- Fonte:
- Gianni Rodari, Grammatica della fantasia: introduzione all'arte di inventare storie, Torino, Einaudi, 1973.
«Nell'inverno 1937-38, in seguito alla raccomandazione di una maestra, moglie di un vigile urbano, venni assunto per insegnare l'italiano ai bambini in casa di ebrei tedeschi che credevano - lo credettero per pochi mesi - di aver trovato in Italia un rifugio contro le persecuzioni razziali. Vivevo con loro, in una fattoria sulle colline presso il lago Maggiore. Con i bambini lavoravo dalle sette alle dieci del mattino. Il resto della giornata lo passavo nei boschi a camminare e a leggere Dostoevskij. Fu un bel periodo, fin che durò. Imparai un po' di tedesco e mi buttai sui libri di quella lingua con la passione, il disordine e la voluttà che fruttano a chi studia cento volte più che cento anni di scuola. [...]
Io allora, ripartiti i miei ebrei in cerca di un'altra patria, insegnavo nelle scuole elementari. Dovevo essere un pessimo maestro, mal preparato al suo lavoro e avevo in mente di tutto, dalla linguistica indo-europea al marxismo (il cavalier Romussi, direttore della Biblioteca civica di Varese, benché il ritratto del duce fosse bene in vista sopra la sua scrivania, mi consegnò sempre senza batter ciglio qualsiasi libro di cui gli avessi fatto regolare richiesta); avevo in mente di tutto fuor che la scuola. Forse, però, non sono stato un maestro noioso. Raccontavo ai bambini, un po' per simpatia un po' per la voglia di giocare, storie senza il minimo riferimento alla realtà né al buonsenso, che inventavo servendomi delle «tecniche» promosse e insieme deprecate da Breton.

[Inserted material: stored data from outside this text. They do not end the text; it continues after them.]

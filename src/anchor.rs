// Copyright (c) 2025 Varshith Gudur. Licensed under AGPLv3.

//! Root anchor and accumulator group parameters.
//!
//! Both values are produced once by the provisioning ceremony and are
//! read-only constants for the lifetime of a chain identity. The kernel
//! consumes them; it never generates or rotates them.

use crate::error::{KernelError, Result};
use crate::primes::hash_to_prime;
use num_bigint::BigUint;
use num_traits::One;
use serde::{Deserialize, Serialize};

/// Anchor digests are fixed at 32 bytes.
pub const ANCHOR_LEN: usize = 32;

/// The immutable cryptographic origin of a chain.
///
/// Sealed exactly once at provisioning time. A chain identity is bound to
/// exactly one anchor; a different anchor means a different identity.
#[derive(Clone, Copy, Debug, PartialEq, Eq, Hash, Serialize, Deserialize)]
pub struct RootAnchor([u8; ANCHOR_LEN]);

impl RootAnchor {
    pub fn from_bytes(bytes: &[u8]) -> Result<Self> {
        let raw: [u8; ANCHOR_LEN] =
            bytes
                .try_into()
                .map_err(|_| KernelError::InvalidAnchor {
                    expected: ANCHOR_LEN,
                    found: bytes.len(),
                })?;
        Ok(Self(raw))
    }

    pub fn as_bytes(&self) -> &[u8; ANCHOR_LEN] {
        &self.0
    }
}

/// The RSA group the accumulator lives in: modulus `N` and generator `g`.
///
/// Fixed at provisioning; the factorization of `N` is destroyed after setup,
/// so nothing in this codebase can compute inverses in the group.
#[derive(Clone, Debug, PartialEq, Eq, Serialize, Deserialize)]
pub struct GroupParams {
    modulus: BigUint,
    generator: BigUint,
}

impl GroupParams {
    pub fn new(modulus: BigUint, generator: BigUint) -> Result<Self> {
        if !modulus.bit(0) {
            return Err(KernelError::InvalidParams("modulus must be odd"));
        }
        if generator <= BigUint::one() {
            return Err(KernelError::InvalidParams("generator must exceed 1"));
        }
        if generator >= modulus {
            return Err(KernelError::InvalidParams(
                "generator must be a group element below the modulus",
            ));
        }
        Ok(Self { modulus, generator })
    }

    /// Construct from big-endian byte encodings (the provisioning wire form).
    pub fn from_be_bytes(modulus: &[u8], generator: &[u8]) -> Result<Self> {
        Self::new(
            BigUint::from_bytes_be(modulus),
            BigUint::from_bytes_be(generator),
        )
    }

    pub fn modulus(&self) -> &BigUint {
        &self.modulus
    }

    pub fn generator(&self) -> &BigUint {
        &self.generator
    }

    /// Byte width of every encoded accumulator value for this group.
    pub fn value_len(&self) -> usize {
        ((self.modulus.bits() + 7) / 8) as usize
    }

    /// Big-endian, left-padded to `value_len()`. Fixed-width so durable
    /// records have one stable layout per identity.
    pub fn encode_value(&self, value: &BigUint) -> Vec<u8> {
        let raw = value.to_bytes_be();
        let mut out = vec![0u8; self.value_len()];
        let offset = out.len() - raw.len();
        out[offset..].copy_from_slice(&raw);
        out
    }

    pub fn decode_value(&self, bytes: &[u8]) -> Result<BigUint> {
        if bytes.len() != self.value_len() {
            return Err(KernelError::InvalidValueLength {
                expected: self.value_len(),
                found: bytes.len(),
            });
        }
        Ok(BigUint::from_bytes_be(bytes))
    }

    /// The genesis accumulator value for an anchor: `g ^ H2P(anchor) mod N`.
    ///
    /// Every later value chains off this one, which is what permanently binds
    /// a chain to its anchor: replaying the same records under a different
    /// anchor cannot reproduce the stored pre/post values.
    pub fn genesis_value(&self, anchor: &RootAnchor) -> BigUint {
        self.generator
            .modpow(&hash_to_prime(anchor.as_bytes()), &self.modulus)
    }
}
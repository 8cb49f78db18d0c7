// Copyright (c) 2025 Varshith Gudur. Licensed under AGPLv3.
//! scar-chain: durable, tamper-evident incident chain runtime.
//!
//! Wraps the deterministic accumulator core with a write-ahead log,
//! crash recovery, a single-writer chain engine, and the integrity
//! guard that freezes the chain irreversibly on any detected
//! inconsistency.

pub mod chain;
pub mod config;
pub mod errors;
pub mod guard;
pub mod replay;
pub mod telemetry;
pub mod wal;

pub use chain::ChainProof;
pub use config::ChainConfig;
pub use errors::{ChainError, Result};
pub use guard::{FreezeInfo, IntegrityGuard, IntegrityState};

Fu in quel tempo che intitolai pomposamente un modesto scartafaccio Quaderno di Fantastica, prendendovi nota non delle storie che raccontavo, ma del modo come nascevano, dei trucchi che scoprivo, o credevo di scoprire, per mettere in movimento parole e immagini»
(Gianni Rodari, Grammatica della fantasia: introduzione all'arte di inventare storie, Torino, Einaudi, 1973, pp. 3-4.